This makes sense to me. So with your current equipment profile and 78% efficiency you normally hit your numbers. However you didn't with your Wit: wheat has no husk so your mill may need to tightened to crush it properly and/or unmalted wheat can reduce efficiency. So i agree with your approach to just adjust the efficiency for the recipe to 70% and increase the grain to get your target OG.


----------



## QldKev (14/10/15)

antiphile said:


> Ahh. Ok, Crusty. So ignoring the insignificant amouunt of acidulated malt, it's 50% pilsner and 50% rolled wheat (so it's possibly a diastatic power problem related to the mash). Is it possible to use your BS2 program to use the "export selected" function and attach it to a post (so we can see the details like mash steps etc)?


Going by the original figures it is def not a DP issue, he hit his pre-boil vols and eff.






Black n Tan said:


> This makes sense to me. So with your current equipment profile and 78% efficiency you normally hit your numbers. However you didn't with your Wit: wheat has no husk so your mill may need to tightened to crush it properly and/or unmalted wheat can reduce efficiency. So i agree with your approach to just adjust the efficiency for the recipe to 70% and increase the grain to get your target OG.

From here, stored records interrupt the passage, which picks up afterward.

use crate::db::models::JobRecord;
use crate::error::{DatabaseError, Result};
use crate::model::BackupJob;
use sqlx::sqlite::{SqliteConnectOptions, SqlitePoolOptions};
use sqlx::SqlitePool;
use std::path::Path;
use std::time::Duration;
use uuid::Uuid;

/// Opens the job sink database, creating the file on first start.
/// One connection: the service is the single writer to its state directory.
pub async fn create_pool(database_path: &Path) -> Result<SqlitePool> {
    let options = SqliteConnectOptions::new()
        .filename(database_path)
        .create_if_missing(true);

    let pool = SqlitePoolOptions::new()
        .max_connections(1)
        .acquire_timeout(Duration::from_secs(10))
        .connect_with(options)
        .await
        .map_err(DatabaseError::ConnectionFailed)?;

    Ok(pool)
}

pub async fn run_migrations(pool: &SqlitePool) -> Result<()> {
    sqlx::migrate!("./migrations")
        .run(pool)
        .await
        .map_err(|e| DatabaseError::MigrationFailed(sqlx::Error::Migrate(Box::new(e))))?;
    Ok(())
}

/// Upserts a job row. A row that has reached `cancelled` is terminal and is
/// never overwritten by a non-cancelled status.
pub async fn save_job(pool: &SqlitePool, job: &BackupJob) -> Result<()> {
    let record = JobRecord::from_job(job);

    sqlx::query(
        r#"
        INSERT INTO jobs (
            id, device_id, share_id, job_type, status, started_at, completed_at,
            error_message, files_processed, bytes_transferred, backup_id, command_line
        )
        VALUES ($1, $2, $3, $4, $5, $6, $7, $8, $9, $10, $11, $12)
        ON CONFLICT (id) DO UPDATE SET
            status = excluded.status,
            completed_at = excluded.completed_at,
            error_message = excluded.error_message,
            files_processed = excluded.files_processed,
            bytes_transferred = excluded.bytes_transferred,
            backup_id = excluded.backup_id,
            command_line = excluded.command_line
        WHERE jobs.status <> 'cancelled' OR excluded.status = 'cancelled'
        "#,
    )
    .bind(&record.id)
    .bind(&record.device_id)
    .bind(&record.share_id)
    .bind(&record.job_type)
    .bind(&record.status)
    .bind(record.started_at)
    .bind(record.completed_at)
    .bind(&record.error_message)
    .bind(record.files_processed)
    .bind(record.bytes_transferred)
    .bind(&record.backup_id)
    .bind(&record.command_line)
    .execute(pool)
    .await?;
    Ok(())
}

pub async fn get_job(pool: &SqlitePool, job_id: Uuid) -> Result<Option<BackupJob>> {
    let record = sqlx::query_as::<_, JobRecord>("SELECT * FROM jobs WHERE id = $1")
        .bind(job_id.to_string())
        .fetch_optional(pool)
        .await?;

    record.map(JobRecord::into_job).transpose()
}

pub async fn list_jobs(pool: &SqlitePool, limit: i64) -> Result<Vec<BackupJob>> {
    let records = sqlx::query_as::<_, JobRecord>(
        r#"
        SELECT * FROM jobs
        ORDER BY started_at DESC
        LIMIT $1
        "#,
    )
    .bind(limit)
    .fetch_all(pool)
    .await?;

    records.into_iter().map(JobRecord::into_job).collect()
}

pub async fn delete_job(pool: &SqlitePool, job_id: Uuid) -> Result<bool> {
    let result = sqlx::query("DELETE FROM jobs WHERE id = $1")
        .bind(job_id.to_string())
        .execute(pool)
        .await?;
    Ok(result.rows_affected() > 0)
}

/// Most recent scheduled job for a target, used to coalesce misfires that
/// accumulated while the service was down.
pub async fn latest_scheduled_job(
    pool: &SqlitePool,
    device_id: Uuid,
    share_id: Option<Uuid>,
) -> Result<Option<BackupJob>> {
    let record = sqlx::query_as::<_, JobRecord>(
        r#"
        SELECT * FROM jobs
        WHERE device_id = $1
          AND (($2 IS NULL AND share_id IS NULL) OR share_id = $2)
          AND job_type = 'scheduled'
        ORDER BY started_at DESC
        LIMIT 1
        "#,
    )
    .bind(device_id.to_string())
    .bind(share_id.map(|id| id.to_string()))
    .fetch_optional(pool)
    .await?;

    record.map(JobRecord::into_job).transpose()
}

But he said he did hit his pre-boil eff%. Any diff in pre-boil Vs post-boil eff is an issue in volumes and not mash conversion eff%


----------



## antiphile (14/10/15)

D'oh! Thanks, QldKev. I should have remembered that one. (antiphile puts on his tall pointy hat and sits in the corner -_- )


----------



## Black n Tan (14/10/15)

QldKev said:


> Going by the original figures it is def not a DP issue, he hit his pre-boil vols and eff.
> 
> 
> 
> ...


Not sure I can find where he said that he hit his pre-boil efficiency?? I have already made a comment about the pre-boil and post-boil above (post#2).


----------



## QldKev (14/10/15)

Black n Tan said:


> Not sure I can find where he said that he hit his pre-boil efficiency?? I have already made a comment about the pre-boil and post-boil above (post#2).


pic in post #6 says a lot


----------



## Black n Tan (14/10/15)

Crusty, could you have the boil duration set incorrectly in the recipe? To get from a pre-boil gravity off 1.033 to a post-boil gravity of 1.042 is a 21% boil-off which is in-line with your equipment profile for a 1 hour boil. To get a 1.049 post boil gravity your pre-boil gravity should be about 1.039 for a 1 hour boil. To get to 1.049 post-boil from 1.033 pre-boil would require a 33% boil off which would take 90 minutes if your equipment profile is correct. This suggest to me that you may have your boil duration in the recipe incorrectly set to a 90 minute boil but you are really only boiling for 1 hour.


----------



## Barge (14/10/15)

Crusty said:


> Original called for 1049 post boil & 1033 pre boil. *I got 1033 pre boil* bot only 1042 post boil, volumes correct.





QldKev said:


> To get "1049 post boil & 1033 pre boil." is a massive boil off , at 45%, and would over caramalise the wort





Black n Tan said:


> Not sure I can find where he said that he hit his pre-boil efficiency?? I have already made a comment about the pre-boil and post-boil above (post#2).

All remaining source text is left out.